Kitware Incorporated, Clifton Park, NY.
Proc SPIE Int Soc Opt Eng. 2022 Feb-Mar;12039. doi: 10.1117/12.2613502. Epub 2022 Apr 4.
It is commonly known that diverse datasets of WSIs are beneficial when training convolutional neural networks, however sharing medical data between institutions is often hindered by regulatory concerns.
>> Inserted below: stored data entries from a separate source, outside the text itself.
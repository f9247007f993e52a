//! Port for review persistence.
//!
//! The write side is an upsert keyed on `(user_id, meetup_id)`: adapters
//! must implement it as a single conditional insert-or-update so concurrent
//! submissions from the same user cannot produce duplicate rows.

use async_trait::async_trait;
use uuid::Uuid;

use crate::domain::{Review, Username};

/// Errors raised by review repository adapters.
#[derive(Debug, Clone, PartialEq, Eq, thiserror::Error)]
pub enum ReviewRepositoryError {
    /// Repository connection could not be established.
    #[error("review repository connection failed: {message}")]
    Connection {
        /// Adapter-level failure description.
        message: String,
    },
    /// Query or mutation failed during execution.
    #[error("review repository query failed: {message}")]
    Query {
        /// Adapter-level failure description.
        message: String,
    },
}

impl ReviewRepositoryError {
    /// Create a connection error with the given message.
    pub fn connection(message: impl Into<String>) -> Self {
        Self::Connection {
            message: message.into(),
        }
    }

    /// Create a query error with the given message.
    pub fn query(message: impl Into<String>) -> Self {
        Self::Query {
            message: message.into(),
        }
    }
}

/// A review joined with the author's username for listings.
#[derive(Debug, Clone, PartialEq, Eq)]
pub struct ReviewWithAuthor {
    /// The stored review.
    pub review: Review,
    /// Username of the reviewing user.
    pub author: Username,
}

/// Port for writing and listing reviews.
#[cfg_attr(test, mockall::automock)]
#[async_trait]
pub trait ReviewRepository: Send + Sync {
    /// Insert the review, or overwrite rating, comment, and timestamp when a
    /// row for the `(user, meetup)` pair already exists. Returns the stored
    /// row, which keeps its original id on update.
    async fn upsert(&self, review: &Review) -> Result<Review, ReviewRepositoryError>;

    /// All reviews for a meetup with their authors, newest first.
    async fn list_for_meetup(
        &self,
        meetup_id: Uuid,
    ) -> Result<Vec<ReviewWithAuthor>, ReviewRepositoryError>;
}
We have developed a cloud-based tool for federated WSI segmentation, allowing collaboration between institutions without the need to directly share data. To show the feasibility of federated learning on pathology data in the real world, We demonstrate this tool by segmenting IFTA from three institutions and show that keeping the three datasets separate does not hinder segmentation performance. This pipeline is deployed in the cloud for easy access for data viewing and annotation by each site's respective constituents.
众所周知,在训练卷积神经网络时,多样的全切片图像(WSI)数据集是有益的,然而机构之间共享医学数据往往受到监管问题的阻碍。我们开发了一种用于联合WSI分割的基于云的工具,允许机构之间进行协作而无需直接共享数据。为了展示联合学习在现实世界中病理学数据上的可行性,我们通过对来自三个机构的免疫荧光-肾小管间质纤维化区域(IFTA)进行分割来演示此工具,并表明保持这三个数据集分开不会妨碍分割性能。该流程部署在云端,以便每个站点的相关人员能够轻松访问数据进行查看和标注。